## Aim of the exercise
List each line of the data that holds the word "match".

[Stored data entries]
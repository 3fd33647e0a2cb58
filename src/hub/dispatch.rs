/// Composed hub operations: `runSwap`/`runTxMonitor` (SPEC_FULL.md §4.8
/// public operations), built on top of the single-flight lock and the
/// timeout-bounded worker dispatch in `lock.rs`/`worker.rs`.
use std::path::Path;
use std::time::Duration;

use serde::Serialize;
use tracing::warn;

use crate::errors::WarchestResult;
use crate::hud::{HubEvent, TxSide, TxSummary, TxSummaryStatus};

use super::lock::SingleFlightLock;
use super::worker::{dispatch_worker, write_detached_monitor_request, WorkerOutput};

/// Derives the named lock key a dispatch acquires: one in-flight operation
/// per `(worker, wallet, mint)` (§4.8 step 1).
pub fn lock_key(worker_name: &str, wallet: &str, mint: Option<&str>) -> String {
    match mint {
        Some(m) => format!("{worker_name}:{wallet}:{m}"),
        None => format!("{worker_name}:{wallet}"),
    }
}

#[derive(Debug, Clone, PartialEq)]
pub struct SwapOutcome {
    pub output: WorkerOutput,
    pub events: Vec<HubEvent>,
}

/// Runs a swap worker under the named single-flight lock (§4.8 steps 1-3):
/// the child's stdout is newline-delimited JSON progress events (§9), parsed
/// and forwarded to `on_progress` in the order they were printed. When
/// `lock_wait` is set, a held lock for the same key is waited on up to
/// `timeout` before giving up; otherwise it is rejected with `Conflict`
/// immediately (§4.8 step 1). A worker that exits without ever emitting a
/// terminal `swap:summary` event (crash) gets one synthesized here so the
/// caller always sees a terminal outcome (§7/§8: worker crash never crashes
/// the service, it surfaces a failed `TxSummary` instead).
#[allow(clippy::too_many_arguments)]
pub async fn run_swap(
    lock: &SingleFlightLock,
    worker_name: &str,
    wallet: &str,
    mint: Option<&str>,
    side: Option<TxSide>,
    program: &str,
    args: &[String],
    timeout: Duration,
    lock_wait: bool,
    mut on_progress: impl FnMut(&HubEvent),
) -> WarchestResult<SwapOutcome> {
    let key = lock_key(worker_name, wallet, mint);
    let wait = lock_wait.then_some(timeout);
    let _guard = lock.acquire(&key, wait).await?;

    let output = dispatch_worker(program, args, timeout).await?;
    let mut events = parse_progress_lines(&output.stdout);

    let crashed = output.status_code != Some(0)
        && !events.iter().any(|e| e.event == "swap:summary");
    if crashed {
        let side_label = match side {
            Some(TxSide::Buy) => "buy",
            Some(TxSide::Sell) => "sell",
            Some(TxSide::Tx) | None => "swap",
        };
        events.push(HubEvent {
            request_id: worker_name.to_string(),
            alias: wallet.to_string(),
            event: "swap:summary".to_string(),
            ts: chrono::Utc::now(),
            data: Some(TxSummary {
                kind: "swap".to_string(),
                status: TxSummaryStatus::Failed,
                label: Some(format!("{side_label} swap crashed")),
                side,
                mint: mint.map(str::to_string),
                txid: None,
                explorer_url: None,
                duration_ms: None,
                tokens: None,
                sol: None,
                total_fees_sol: None,
                price_impact_pct: None,
                quote: None,
                err: None,
                err_message: Some(output.stderr.clone()),
                error_summary: None,
                block_time_iso: None,
            }),
        });
    }

    for event in &events {
        on_progress(event);
    }

    Ok(SwapOutcome { output, events })
}

#[derive(Debug, Clone, PartialEq)]
pub enum TxMonitorOutcome {
    Detached { request_id: String },
    Completed(WorkerOutput),
}

/// Runs (or detaches) a tx-monitor worker under the same single-flight
/// discipline as `run_swap` (§4.8 step 4). When `detached` is set, the
/// payload is written to `payload_dir` and the call returns immediately;
/// the request file is picked up by an out-of-process monitor and its
/// progress observed later through the hub-events log, not through this
/// call's return value.
pub async fn run_tx_monitor<T: Serialize>(
    lock: &SingleFlightLock,
    worker_name: &str,
    wallet: &str,
    mint: Option<&str>,
    payload_dir: &Path,
    payload: T,
    detached: bool,
    program: &str,
    args: &[String],
    timeout: Duration,
    lock_wait: bool,
) -> WarchestResult<TxMonitorOutcome> {
    let key = lock_key(worker_name, wallet, mint);
    let wait = lock_wait.then_some(timeout);
    let _guard = lock.acquire(&key, wait).await?;

    if detached {
        let request_id = write_detached_monitor_request(payload_dir, wallet, payload).await?;
        return Ok(TxMonitorOutcome::Detached { request_id });
    }

    let output = dispatch_worker(program, args, timeout).await?;
    Ok(TxMonitorOutcome::Completed(output))
}

fn parse_progress_lines(stdout: &str) -> Vec<HubEvent> {
    let mut events = Vec::new();
    for line in stdout.lines() {
        let trimmed = line.trim();
        if trimmed.is_empty() {
            continue;
        }
        match serde_json::from_str::<HubEvent>(trimmed) {
            Ok(event) => events.push(event),
            Err(e) => warn!(error = %e, line = trimmed, "skipping malformed progress line"),
        }
    }
    events
}

#[cfg(test)]
mod tests {
    use super::*;

    #[test]
    fn lock_key_includes_mint_when_present() {
        assert_eq!(lock_key("swap", "alpha", Some("mintA")), "swap:alpha:mintA");
        assert_eq!(lock_key("swap", "alpha", None), "swap:alpha");
    }

    #[tokio::test]
    async fn run_swap_forwards_progress_in_order() {
        let lock = SingleFlightLock::new();
        let event = HubEvent {
            request_id: "req1".to_string(),
            alias: "alpha".to_string(),
            event: "swap:summary".to_string(),
            ts: chrono::Utc::now(),
            data: Some(TxSummary {
                kind: "swap".to_string(),
                status: TxSummaryStatus::Ok,
                label: None,
                side: None,
                mint: None,
                txid: Some("sig1".to_string()),
                explorer_url: None,
                duration_ms: None,
                tokens: None,
                sol: None,
                total_fees_sol: None,
                price_impact_pct: None,
                quote: None,
                err: None,
                err_message: None,
                error_summary: None,
                block_time_iso: None,
            }),
        };
        let line = serde_json::to_string(&event).unwrap();
        let script = format!("echo '{line}'");

        let mut seen = Vec::new();
        let outcome = run_swap(
            &lock,
            "swap",
            "alpha",
            Some("mintA"),
            Some(TxSide::Buy),
            "sh",
            &["-c".to_string(), script],
            Duration::from_secs(5),
            false,
            |e| seen.push(e.request_id.clone()),
        )
        .await
        .unwrap();

        assert_eq!(outcome.events.len(), 1);
        assert_eq!(seen, vec!["req1".to_string()]);
        assert!(!lock.is_held("swap:alpha:mintA"));
    }

    #[tokio::test]
    async fn run_swap_rejects_concurrent_same_key_without_lock_wait() {
        let lock = SingleFlightLock::new();
        let _guard = lock.try_acquire("swap:alpha:mintA").unwrap();

        let err = run_swap(
            &lock,
            "swap",
            "alpha",
            Some("mintA"),
            Some(TxSide::Buy),
            "sh",
            &["-c".to_string(), "echo hi".to_string()],
            Duration::from_secs(5),
            false,
            |_| {},
        )
        .await
        .unwrap_err();

        assert_eq!(err.code(), "ECONFLICT");
    }

    #[tokio::test]
    async fn run_swap_with_lock_wait_proceeds_once_the_holder_releases() {
        let lock = std::sync::Arc::new(SingleFlightLock::new());
        let guard = lock.try_acquire("swap:alpha:mintA").unwrap();

        let waiting_lock = std::sync::Arc::clone(&lock);
        let waiting = tokio::spawn(async move {
            run_swap(
                &waiting_lock,
                "swap",
                "alpha",
                Some("mintA"),
                Some(TxSide::Buy),
                "sh",
                &["-c".to_string(), "echo hi".to_string()],
                Duration::from_secs(5),
                true,
                |_| {},
            )
            .await
        });

        tokio::time::sleep(Duration::from_millis(50)).await;
        drop(guard);

        let outcome = waiting.await.unwrap().unwrap();
        assert!(outcome.events.is_empty());
    }

    #[tokio::test]
    async fn run_swap_synthesizes_a_crashed_summary_when_worker_exits_nonzero_silently() {
        let lock = SingleFlightLock::new();
        let outcome = run_swap(
            &lock,
            "swap",
            "alpha",
            Some("mintA"),
            Some(TxSide::Sell),
            "sh",
            &["-c".to_string(), "exit 1".to_string()],
            Duration::from_secs(5),
            false,
            |_| {},
        )
        .await
        .unwrap();

        assert_eq!(outcome.events.len(), 1);
        let summary = outcome.events[0].data.as_ref().unwrap();
        assert_eq!(summary.status, TxSummaryStatus::Failed);
        assert_eq!(summary.label.as_deref(), Some("sell swap crashed"));
    }

    #[tokio::test]
    async fn run_tx_monitor_detached_writes_request_and_returns_immediately() {
        let lock = SingleFlightLock::new();
        let dir = tempfile::tempdir().unwrap();

        let outcome = run_tx_monitor(
            &lock,
            "monitor",
            "alpha",
            None,
            dir.path(),
            serde_json::json!({"txid": "sig1"}),
            true,
            "sh",
            &["-c".to_string(), "sleep 5".to_string()],
            Duration::from_secs(5),
            false,
        )
        .await
        .unwrap();

        match outcome {
            TxMonitorOutcome::Detached { request_id } => assert!(!request_id.is_empty()),
            TxMonitorOutcome::Completed(_) => panic!("expected a detached outcome"),
        }
        assert!(!lock.is_held("monitor:alpha"));
    }
}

## Worked solution
    match mint {
        let side_label = match side {
        match serde_json::from_str::<HubEvent>(trimmed) {
        match outcome {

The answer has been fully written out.